A group of Columbia residents worry borough council is violating the state’s open meeting law by holding information sessions in private prior to most of its public meetings.
Council held an information session prior to its regular meeting Tuesday “to receive information only items from its borough manager and solicitor,” according to the meeting agenda.
“I’m somewhat suspicious, knowing this board’s history,” borough resident Sharon Lintner said after the regular meeting. “We are suspicious of how much is going on behind closed doors.”
Council President Kelly Murphy said the board doesn’t deliberate or vote during information sessions.
“It’s just for information,” he said after Tuesday’s regular meeting.
“Our solicitor is a stickler for the law. He is super, ultra-conservative. There is absolutely no debating,” Murphy said. “It is just asking questions so we are prepared when we come out here for the public meeting.”
Norm Meiskey, a former Columbia borough manager and a frequent critic of council, agreed with Murphy’s description of the information sessions.
Meiskey said when he was manager, such sessions were “a one-way street, with the borough manager presenting information to clarify any issues on the agenda, Anytime people started to discuss something they were warned against it and it was stopped.”
The Sunshine Act
Lintner, who helped create the Columbia Concerned Citizens group and who is running for a seat on council in the upcoming election, previously filed a complaint with the Lancaster County District Attorney's Office alleging council violated the state’s open meetings law, known as the Sunshine Act, when it voted in a closed-door November meeting to fund a proposed new position.
The district attorney’s office declined to prosecute council members for that alleged violation, saying it could not prove criminal intent. But it did send the borough a letter warning that now that it has been advised of the law’s requirements, any future allegations of violations would be investigated with an assumption council now knows such actions are illegal.
The Sunshine Act requires that all deliberations and official action on council business be conducted in an open, public meeting.
The act does provide exceptions allowing certain matters, such as pending litigation, personnel issues, and real estate purchases or leases, to be discussed privately in what are known as executive sessions. Final votes and decisions, though, must be made in public.
Closed door information sessions are not mentioned in the law, but their legality was confirmed by a 2013 decision by the state Supreme Court, according to Melissa Melewsky, media law counsel for the Pennsylvania NewsMedia Association.

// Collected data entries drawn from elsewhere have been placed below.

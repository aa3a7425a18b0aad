//! Server construction and middleware wiring.

mod config;
mod state_builders;

pub use config::{ServerConfig, ServerSettings};

use state_builders::{build_http_state, storage_backend};

use actix_session::{
    SessionMiddleware,
    config::{CookieContentSecurity, PersistentSession},
    storage::CookieSessionStore,
};
use actix_web::cookie::{Key, SameSite};
use actix_web::dev::{Server, ServiceFactory, ServiceRequest, ServiceResponse};
use actix_web::{App, HttpServer, web};

use krishilok::Trace;
#[cfg(debug_assertions)]
use krishilok::doc::ApiDoc;
use krishilok::inbound::http::community::{
    accept_response, add_response, create_post, list_posts, reconcile_all, reconcile_post,
    record_verification, remove_response, view_post,
};
use krishilok::inbound::http::contributors::{
    leaderboard, rebuild_all, rebuild_contributor, register_contributor,
};
use krishilok::inbound::http::error::{json_error_handler, path_error_handler, query_error_handler};
use krishilok::inbound::http::follow_ups::{cancel_follow_up, due_follow_ups};
use krishilok::inbound::http::health::{HealthState, live, ready};
use krishilok::inbound::http::state::HttpState;
use krishilok::inbound::http::suggestions::{
    rank_suggestions, rebuild_suggestion, record_feedback, submit_suggestion,
};
#[cfg(debug_assertions)]
use utoipa::OpenApi;
#[cfg(debug_assertions)]
use utoipa_swagger_ui::SwaggerUi;

#[derive(Clone)]
struct AppDependencies {
    health_state: web::Data<HealthState>,
    http_state: web::Data<HttpState>,
    key: Key,
    cookie_secure: bool,
    same_site: SameSite,
}

fn build_app(
    deps: AppDependencies,
) -> App<
    impl ServiceFactory<
        ServiceRequest,
        Config = (),
        Response = ServiceResponse,
        Error = actix_web::Error,
        InitError = (),
    >,
> {
    let AppDependencies {
        health_state,
        http_state,
        key,
        cookie_secure,
        same_site,
    } = deps;

    let session = SessionMiddleware::builder(CookieSessionStore::default(), key)
        .cookie_name("session".into())
        .cookie_path("/".into())
        .cookie_secure(cookie_secure)
        .cookie_http_only(true)
        .cookie_content_security(CookieContentSecurity::Private)
        .cookie_same_site(same_site)
        .session_lifecycle(
            PersistentSession::default().session_ttl(actix_web::cookie::time::Duration::hours(2)),
        )
        .build();

    let api = web::scope("/api/v1")
        .wrap(session)
        .service(submit_suggestion)
        .service(rank_suggestions)
        .service(record_feedback)
        .service(rebuild_suggestion)
        .service(register_contributor)
        .service(leaderboard)
        .service(rebuild_contributor)
        .service(rebuild_all)
        .service(list_posts)
        .service(create_post)
        .service(view_post)
        .service(add_response)
        .service(remove_response)
        .service(accept_response)
        .service(record_verification)
        .service(reconcile_post)
        .service(reconcile_all)
        .service(due_follow_ups)
        .service(cancel_follow_up);

    let app = App::new()
        .app_data(health_state)
        .app_data(http_state)
        .app_data(web::JsonConfig::default().error_handler(json_error_handler))
        .app_data(web::QueryConfig::default().error_handler(query_error_handler))
        .app_data(web::PathConfig::default().error_handler(path_error_handler))
        .wrap(Trace)
        .service(api)
        .service(ready)
        .service(live);

    #[cfg(debug_assertions)]
    let app = app.service(SwaggerUi::new("/docs").url("/api-docs/openapi.json", ApiDoc::openapi()));
    #[cfg(not(debug_assertions))]
    let app = app;

    app
}

/// Construct the shared health state for `config`.
pub fn health_state_for(config: &ServerConfig) -> web::Data<HealthState> {
    web::Data::new(HealthState::new(storage_backend(config)))
}

/// Construct an Actix HTTP server using the provided health state and configuration.
///
/// # Errors
/// Propagates [`std::io::Error`] when binding the socket or starting the server fails.
pub fn create_server(
    health_state: web::Data<HealthState>,
    config: ServerConfig,
) -> std::io::Result<Server> {
    let server_health_state = health_state.clone();
    let http_state = build_http_state(&config);
    let ServerConfig {
        key,
        cookie_secure,
        same_site,
        bind_addr,
        ..
    } = config;

    let server = HttpServer::new(move || {
        build_app(AppDependencies {
            health_state: server_health_state.clone(),
            http_state: http_state.clone(),
            key: key.clone(),
            cookie_secure,
            same_site,
        })
    })
    .bind(bind_addr)?
    .run();

    health_state.mark_ready();
    Ok(server)
}
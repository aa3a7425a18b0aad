//! Port for contributor profiles and the trust ledger.

use async_trait::async_trait;

use crate::domain::{
    BoundedScore, Contributor, ContributorLedger, ContributorStanding, UserId, UserRole,
};

use super::define_port_error;

define_port_error! {
    /// Errors raised by contributor repository adapters.
    pub enum ContributorRepositoryError {
        /// Repository connection could not be established.
        Connection { message: String } =>
            "contributor repository connection failed: {message}",
        /// Query or mutation failed during execution.
        Query { message: String } =>
            "contributor repository query failed: {message}",
        /// The stored revision moved since the ledger was read.
        RevisionMismatch { expected: u32 } =>
            "trust score revision changed since {expected} was read",
    }
}

/// Port for contributor storage.
///
/// `trust_score` writes follow the same revision contract as
/// [`super::SuggestionRepository::store_scores`].
#[cfg_attr(test, mockall::automock)]
#[async_trait]
pub trait ContributorRepository: Send + Sync {
    /// Persist a new profile.
    async fn insert(&self, contributor: &Contributor) -> Result<(), ContributorRepositoryError>;

    /// Fetch a profile by id.
    async fn find_by_id(
        &self,
        id: &UserId,
    ) -> Result<Option<Contributor>, ContributorRepositoryError>;

    /// Read the profile (revision first), then the accepted and verified
    /// response counts and every rating received as a suggestion author.
    async fn load_ledger(
        &self,
        id: &UserId,
    ) -> Result<Option<ContributorLedger>, ContributorRepositoryError>;

    /// Overwrite the cached trust score when the revision still matches.
    async fn store_trust_score(
        &self,
        id: &UserId,
        trust_score: BoundedScore,
        expected_revision: u32,
    ) -> Result<Contributor, ContributorRepositoryError>;

    /// Every contributor with `role`, with accepted-response counts. Order is
    /// unspecified.
    async fn list_standings(
        &self,
        role: UserRole,
    ) -> Result<Vec<ContributorStanding>, ContributorRepositoryError>;

    /// Ids of every stored contributor, for bulk rebuilds.
    async fn list_ids(&self) -> Result<Vec<UserId>, ContributorRepositoryError>;
}
//! Port for posts, responses and the derived response counter.
//!
//! Each mutating method is one atomic unit in the adapter: inserting or
//! deleting a response and adjusting the post's `response_count` happen
//! together or not at all.

use async_trait::async_trait;

use crate::domain::{
    CountReconciliation, Post, PostFilter, PostId, Response, ResponseId, Verification,
};

use super::define_port_error;

define_port_error! {
    /// Errors raised by community repository adapters.
    pub enum CommunityRepositoryError {
        /// Repository connection could not be established.
        Connection { message: String } =>
            "community repository connection failed: {message}",
        /// Query or mutation failed during execution.
        Query { message: String } =>
            "community repository query failed: {message}",
    }
}

/// Result of deleting a response.
#[derive(Debug, Clone, PartialEq, Eq)]
pub struct ResponseRemoval {
    /// The post after its counter (and, if needed, resolution) was updated.
    pub post: Post,
    /// Whether the deleted response had been the accepted answer.
    pub was_accepted: bool,
}

/// Result of accepting a response.
#[derive(Debug, Clone, PartialEq, Eq)]
pub struct AcceptanceChange {
    pub post: Post,
    /// The response that was accepted before, if any.
    pub previous: Option<ResponseId>,
}

/// Port for community storage.
#[cfg_attr(test, mockall::automock)]
#[async_trait]
pub trait CommunityRepository: Send + Sync {
    /// Persist a new post.
    async fn insert_post(&self, post: &Post) -> Result<(), CommunityRepositoryError>;

    /// Fetch a post by id.
    async fn find_post(&self, id: &PostId) -> Result<Option<Post>, CommunityRepositoryError>;

    /// Posts that may match `filter`.
    ///
    /// Adapters may narrow by any subset of the predicates; callers re-apply
    /// the full filter.
    async fn list_posts(&self, filter: &PostFilter) -> Result<Vec<Post>, CommunityRepositoryError>;

    /// Increment `view_count`; `None` when the post does not exist.
    async fn increment_views(&self, id: &PostId) -> Result<Option<Post>, CommunityRepositoryError>;

    /// Insert a response and increment its post's `response_count`.
    ///
    /// Returns `None` (and writes nothing) when the post does not exist.
    async fn insert_response(
        &self,
        response: &Response,
    ) -> Result<Option<Post>, CommunityRepositoryError>;

    /// Fetch a response by id.
    async fn find_response(
        &self,
        id: &ResponseId,
    ) -> Result<Option<Response>, CommunityRepositoryError>;

    /// Responses to a post, oldest first.
    async fn list_responses(
        &self,
        post_id: &PostId,
    ) -> Result<Vec<Response>, CommunityRepositoryError>;

    /// Delete a response, decrement the counter and clear the post's
    /// accepted answer if it was this response.
    async fn delete_response(
        &self,
        id: &ResponseId,
    ) -> Result<Option<ResponseRemoval>, CommunityRepositoryError>;

    /// Mark `response_id` as the accepted answer of `post_id` and resolve the
    /// post.
    async fn accept_response(
        &self,
        post_id: &PostId,
        response_id: &ResponseId,
    ) -> Result<Option<AcceptanceChange>, CommunityRepositoryError>;

    /// Store a verification verdict on a response.
    async fn set_verification(
        &self,
        id: &ResponseId,
        verification: &Verification,
    ) -> Result<Option<Response>, CommunityRepositoryError>;

    /// Recount a post's responses and overwrite the cached counter.
    async fn reconcile_response_count(
        &self,
        post_id: &PostId,
    ) -> Result<Option<CountReconciliation>, CommunityRepositoryError>;

    /// Ids of every stored post.
    async fn list_post_ids(&self) -> Result<Vec<PostId>, CommunityRepositoryError>;
}
//! PostgreSQL-backed `SuggestionRepository`.

use async_trait::async_trait;
use diesel::prelude::*;
use diesel_async::RunQueryDsl;
use diesel_async::scoped_futures::ScopedFutureExt as _;

use crate::domain::ports::{SuggestionRepository, SuggestionRepositoryError};
use crate::domain::{
    BoundedScore, FeedbackSample, RankedSuggestion, Suggestion, SuggestionId, SuggestionLedger,
    SuggestionScores,
};

use super::diesel_basic_error_mapping::{
    collect_rows, map_basic_diesel_error, map_basic_pool_error,
};
use super::models::{
    NewSuggestionRow, SuggestionRow, SuggestionScoresUpdate, count_to_db, rating_from_db,
};
use super::pool::{DbPool, PoolError};
use super::schema::{feedback, suggestions, users};

/// Diesel-backed implementation of the suggestion repository port.
#[derive(Clone)]
pub struct DieselSuggestionRepository {
    pool: DbPool,
}

impl DieselSuggestionRepository {
    pub fn new(pool: DbPool) -> Self {
        Self { pool }
    }
}

fn map_pool_error(error: PoolError) -> SuggestionRepositoryError {
    map_basic_pool_error(error, SuggestionRepositoryError::connection)
}

fn map_diesel_error(error: diesel::result::Error) -> SuggestionRepositoryError {
    map_basic_diesel_error(
        error,
        SuggestionRepositoryError::query,
        SuggestionRepositoryError::connection,
    )
}

fn to_suggestion(row: SuggestionRow) -> Result<Suggestion, SuggestionRepositoryError> {
    Suggestion::try_from(row).map_err(SuggestionRepositoryError::query)
}

#[async_trait]
impl SuggestionRepository for DieselSuggestionRepository {
    async fn insert(&self, suggestion: &Suggestion) -> Result<(), SuggestionRepositoryError> {
        let mut conn = self.pool.get().await.map_err(map_pool_error)?;
        diesel::insert_into(suggestions::table)
            .values(NewSuggestionRow::from(suggestion))
            .execute(&mut conn)
            .await
            .map(|_| ())
            .map_err(map_diesel_error)
    }

    async fn find_by_id(
        &self,
        id: &SuggestionId,
    ) -> Result<Option<Suggestion>, SuggestionRepositoryError> {
        let mut conn = self.pool.get().await.map_err(map_pool_error)?;
        let row = suggestions::table
            .filter(suggestions::id.eq(id.as_uuid()))
            .select(SuggestionRow::as_select())
            .first(&mut conn)
            .await
            .optional()
            .map_err(map_diesel_error)?;
        row.map(to_suggestion).transpose()
    }

    async fn load_ledger(
        &self,
        id: &SuggestionId,
    ) -> Result<Option<SuggestionLedger>, SuggestionRepositoryError> {
        let mut conn = self.pool.get().await.map_err(map_pool_error)?;
        let suggestion_id = *id.as_uuid();

        // One snapshot: the revision and the feedback rows it covers.
        let loaded = conn
            .build_transaction()
            .repeatable_read()
            .read_only()
            .run(|conn| {
                async move {
                    let Some(row) = suggestions::table
                        .filter(suggestions::id.eq(suggestion_id))
                        .select(SuggestionRow::as_select())
                        .first(conn)
                        .await
                        .optional()?
                    else {
                        return Ok(None);
                    };
                    let samples: Vec<(i16, Option<uuid::Uuid>)> = feedback::table
                        .filter(feedback::suggestion_id.eq(suggestion_id))
                        .select((feedback::rating, feedback::context_id))
                        .load(conn)
                        .await?;
                    Ok(Some((row, samples)))
                }
                .scope_boxed()
            })
            .await
            .map_err(map_diesel_error)?;

        let Some((row, samples)) = loaded else {
            return Ok(None);
        };
        let samples = collect_rows(
            samples.into_iter().map(|(rating, context_id)| {
                rating_from_db(rating).map(|rating| FeedbackSample {
                    rating,
                    has_context: context_id.is_some(),
                })
            }),
            SuggestionRepositoryError::query,
        )?;
        Ok(Some(SuggestionLedger {
            suggestion: to_suggestion(row)?,
            samples,
        }))
    }

    async fn store_scores(
        &self,
        id: &SuggestionId,
        scores: &SuggestionScores,
        expected_revision: u32,
    ) -> Result<Suggestion, SuggestionRepositoryError> {
        let mut conn = self.pool.get().await.map_err(map_pool_error)?;
        let changeset = SuggestionScoresUpdate {
            usefulness_score: scores.usefulness_score.value(),
            usage_count: count_to_db(scores.usage_count),
            positive_feedback_count: count_to_db(scores.positive_feedback_count),
            negative_feedback_count: count_to_db(scores.negative_feedback_count),
            score_revision: count_to_db(expected_revision.saturating_add(1)),
        };
        let row = diesel::update(
            suggestions::table.filter(
                suggestions::id
                    .eq(id.as_uuid())
                    .and(suggestions::score_revision.eq(count_to_db(expected_revision))),
            ),
        )
        .set(&changeset)
        .returning(SuggestionRow::as_returning())
        .get_result(&mut conn)
        .await
        .optional()
        .map_err(map_diesel_error)?;

        // Zero rows: the revision moved, or the row is gone and the next
        // ledger read reports it missing.
        row.map_or_else(
            || Err(SuggestionRepositoryError::revision_mismatch(expected_revision)),
            to_suggestion,
        )
    }

    async fn list_for_disease(
        &self,
        disease_name: &str,
    ) -> Result<Vec<RankedSuggestion>, SuggestionRepositoryError> {
        let mut conn = self.pool.get().await.map_err(map_pool_error)?;
        let rows: Vec<(SuggestionRow, f64)> = suggestions::table
            .inner_join(users::table)
            .filter(suggestions::disease_name.eq(disease_name))
            .select((SuggestionRow::as_select(), users::trust_score))
            .load(&mut conn)
            .await
            .map_err(map_diesel_error)?;
        collect_rows(
            rows.into_iter().map(|(row, trust)| {
                Suggestion::try_from(row).map(|suggestion| RankedSuggestion {
                    suggestion,
                    author_trust_score: BoundedScore::clamped(trust),
                })
            }),
            SuggestionRepositoryError::query,
        )
    }

    async fn list_ids(&self) -> Result<Vec<SuggestionId>, SuggestionRepositoryError> {
        let mut conn = self.pool.get().await.map_err(map_pool_error)?;
        let ids: Vec<uuid::Uuid> = suggestions::table
            .select(suggestions::id)
            .order(suggestions::created_at.asc())
            .load(&mut conn)
            .await
            .map_err(map_diesel_error)?;
        Ok(ids.into_iter().map(SuggestionId::from_uuid).collect())
    }
}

The court ruled the Sunshine Act only applies to gatherings where an agency engages in decision making or deliberations.
Deliberations were defined as “the framing, preparation, or enactment of laws, policies, or regulations, or the creation of liability by contract or otherwise, but only where the discussion is ‘held for the purpose of making a decision.’”
Melewsky said the court’s decision did not create a blanket “information session” exception to the Sunshine Act and argued even if they are technically legal, they are not in the public’s interest.
“That doesn’t mean that presentations to the board should be done in private; they concern public business and the public has a right to know what’s going on,” she said in an email Tuesday.